Being a financial planner can be a rewarding career choice. What can make it even more so is the choice to start your own business rather than working for someone else. As many as 25% of those in the finance and financial advising industries reported a desire or goal to start their own business rather than working for a firm. If you’re considering your own financial planning business, this guide will cover everything that you need to know.
Demand is On the Rise
The growing demand for financial planning professionals and the increasing technology that makes remote work accessible is changing the way that people do business and the reasons that they start them in the first place. In uncertain times, having a business that you can rely on because it is your own could be an invaluable asset. In a field with high demand like this, it’s an even better choice.
First Up: Independent vs. Incorporation
By far, the easiest way to set up a business is to work as an independent contractor and provide services to people on a consulting or 1099 basis. This can save a lot of paperwork and startup expenses when it comes to your new business. Even if it’s just the first stepping stone to actually creating a company and hiring employees, it may be the way to go.
If, however, you have the resources and means to build an entire business from the beginning, you’ll want to set up a business plan and look into how it will be best to incorporate your business. Sometimes, starting an agency right away is the best option, even if you are the only employee or one of two or three. After all, the idea is that you will continue to grow, which will make it more necessary for you to use this business structure. Thus, it could behoove you to have it in place already.
Ultimately, it will be your decision as to what to do or how to incorporate your new business. You might want to consult a lawyer that is experienced in business startups to see what they recommend and make sure that you are doing everything by the letter of the law. Speaking of which, don’t forget about licensing and training that your new financial planner business may need.
Licensing, Training, and Planning
If you are new to the world of financial planning, you’ll want to get the necessary training and licensing to ensure your clients that you have the knowledge and resources that they need. You can also choose to seek additional credentials, like those of a Certified Financial Planner, or seek out continuing education for your business needs.
Then, you’ll need to consider creating your business plan and choosing your business model. Think about the goals of your business and how you want to work as a financial planner. This will dictate the type of business that you set up. You’ll also want to list in your business plan:
- Your target audience
- Your marketing plan
- Potential expenses
- A realistic timeline
- How you stand out from the competition
Choose what services you will offer to your clients, based on both your expertise as well as what is in high-demand in your market. You will also need to decide whether you are going to work on commission or whether you will provide fee-based services. There are pros and cons to each. Namely, those who want unbiased advice will typically go to a fee-based planner, but commission-based agents will earn far more than most fee-based service providers.

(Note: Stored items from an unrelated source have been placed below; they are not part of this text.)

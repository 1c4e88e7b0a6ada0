//! Phantom - four-stage derivatives signal pipeline
//!
//! # WARNING
//! - Live mode places real orders on Binance USD-M futures.
//! - Signals are heuristics. Paper trade first.

use anyhow::Result;
use clap::{Parser, Subcommand};
use tracing::error;
use tracing_subscriber::EnvFilter;

use phantom_pipeline::cli::commands::{self, RunOptions};
use phantom_pipeline::config::{Config, ExecutionMode};

/// Phantom - trap, absorption, ignition, execution
#[derive(Parser)]
#[command(name = "phantom")]
#[command(author, version, about, long_about = None)]
struct Cli {
    /// Path to config file
    #[arg(short, long, global = true, default_value = "config.toml")]
    config: String,

    /// Emit logs as JSON lines
    #[arg(long, global = true)]
    json_logs: bool,

    #[command(subcommand)]
    command: Commands,
}

#[derive(Subcommand)]
enum Commands {
    /// Start the pipeline
    Run {
        /// Symbol for every layer (e.g. BTCUSDT)
        #[arg(long)]
        symbol: Option<String>,

        /// Execution mode: paper or live
        #[arg(long)]
        mode: Option<ExecutionMode>,

        /// Disable Telegram notifications
        #[arg(long)]
        no_telegram: bool,

        /// Disable order placement entirely
        #[arg(long)]
        no_execution: bool,

        /// Skip the live-mode confirmation prompt
        #[arg(long)]
        yes: bool,
    },

    /// Show current configuration (secrets masked)
    Config,

    /// Check credentials and upstream APIs
    Health,
}

fn init_tracing(json: bool) {
    let mut filter = EnvFilter::from_default_env();
    if let Ok(directive) = "phantom_pipeline=info".parse() {
        filter = filter.add_directive(directive);
    }

    let builder = tracing_subscriber::fmt()
        .with_env_filter(filter)
        .with_target(true)
        .with_thread_ids(true)
        .with_file(true)
        .with_line_number(true);

    if json {
        builder.json().init();
    } else {
        builder.init();
    }
}

#[tokio::main]
async fn main() -> Result<()> {
    // Load environment variables from .env file
    dotenvy::dotenv().ok();

    // Parse CLI arguments
    let cli = Cli::parse();
    init_tracing(cli.json_logs);

    // Load configuration
    let mut config = match Config::load(&cli.config) {
        Ok(cfg) => cfg,
        Err(e) => {
            error!("Failed to load configuration: {:#}", e);
            std::process::exit(1);
        }
    };
    commands::apply_env_credentials(&mut config);

    // Execute command
    let result = match cli.command {
        Commands::Run {
            symbol,
            mode,
            no_telegram,
            no_execution,
            yes,
        } => {
            let options = RunOptions {
                symbol,
                mode,
                no_telegram,
                no_execution,
                yes,
            };
            commands::run(config, options).await
        }
        Commands::Config => commands::show_config(&config),
        Commands::Health => commands::health(&config).await,
    };

    if let Err(e) = result {
        error!("Command failed: {:#}", e);
        std::process::exit(1);
    }

    Ok(())
}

You might even want to look at business loans for funding if you want to grow into a larger agency.
Building a Client Base
If you already have clients that you can bring to your new business, this might not be on your to-do list. If, however, you’re just starting out, you’ll need to know where to find clients who need your financial planning business services. As part of your marketing plan, look to social media and rely on the word-of-mouth of your friends and family to get things off the ground.
Another great way to build a client base is to make that what differentiates your business from the rest– create a need-based service that targets a specific audience. Then, your target client base will segment itself. If you’re taking clients from a larger firm, bear in mind that they might have a certain level of expectation from working with a big-name agency that is going to have to be tempered when they transition to working with your new business.
Build Your Protection, Too
Any new business owner needs to understand the risks and liabilities that they are taking on in their new venture. In the world of financial planning, this is even truer. You will be required to invest in indemnity insurance, as well as E&O (errors and omissions) insurance to protect yourself from potential risks related to your financial advice or planning services. You should also make sure that your entire business is following all regulatory compliance guidelines and federal and state laws.
Again, it may be in your best interest to get the assistance of a lawyer that is familiar with starting a business so that you can make sure that everything is in order. There is a lot to love about starting your own financial planning business, but you’ll love it even more when you know it’s done right.
Reap the Rewards of Your Efforts
Financial planners and advisors can earn a high income for their efforts. Plus, the chance to create your own office hours, use virtual tools to connect with clients and save the expense of office space, and to be your own boss all make starting a business like this a great choice for those who enjoy the work. If you like helping people get more out of their finances, this could be the business solution that you need.
While there is a significant amount of risk and work involved here, it’s all worth the effort when you do it right. It’s time to get out on your own and take your financial planning career to the next level with your own business and this is how.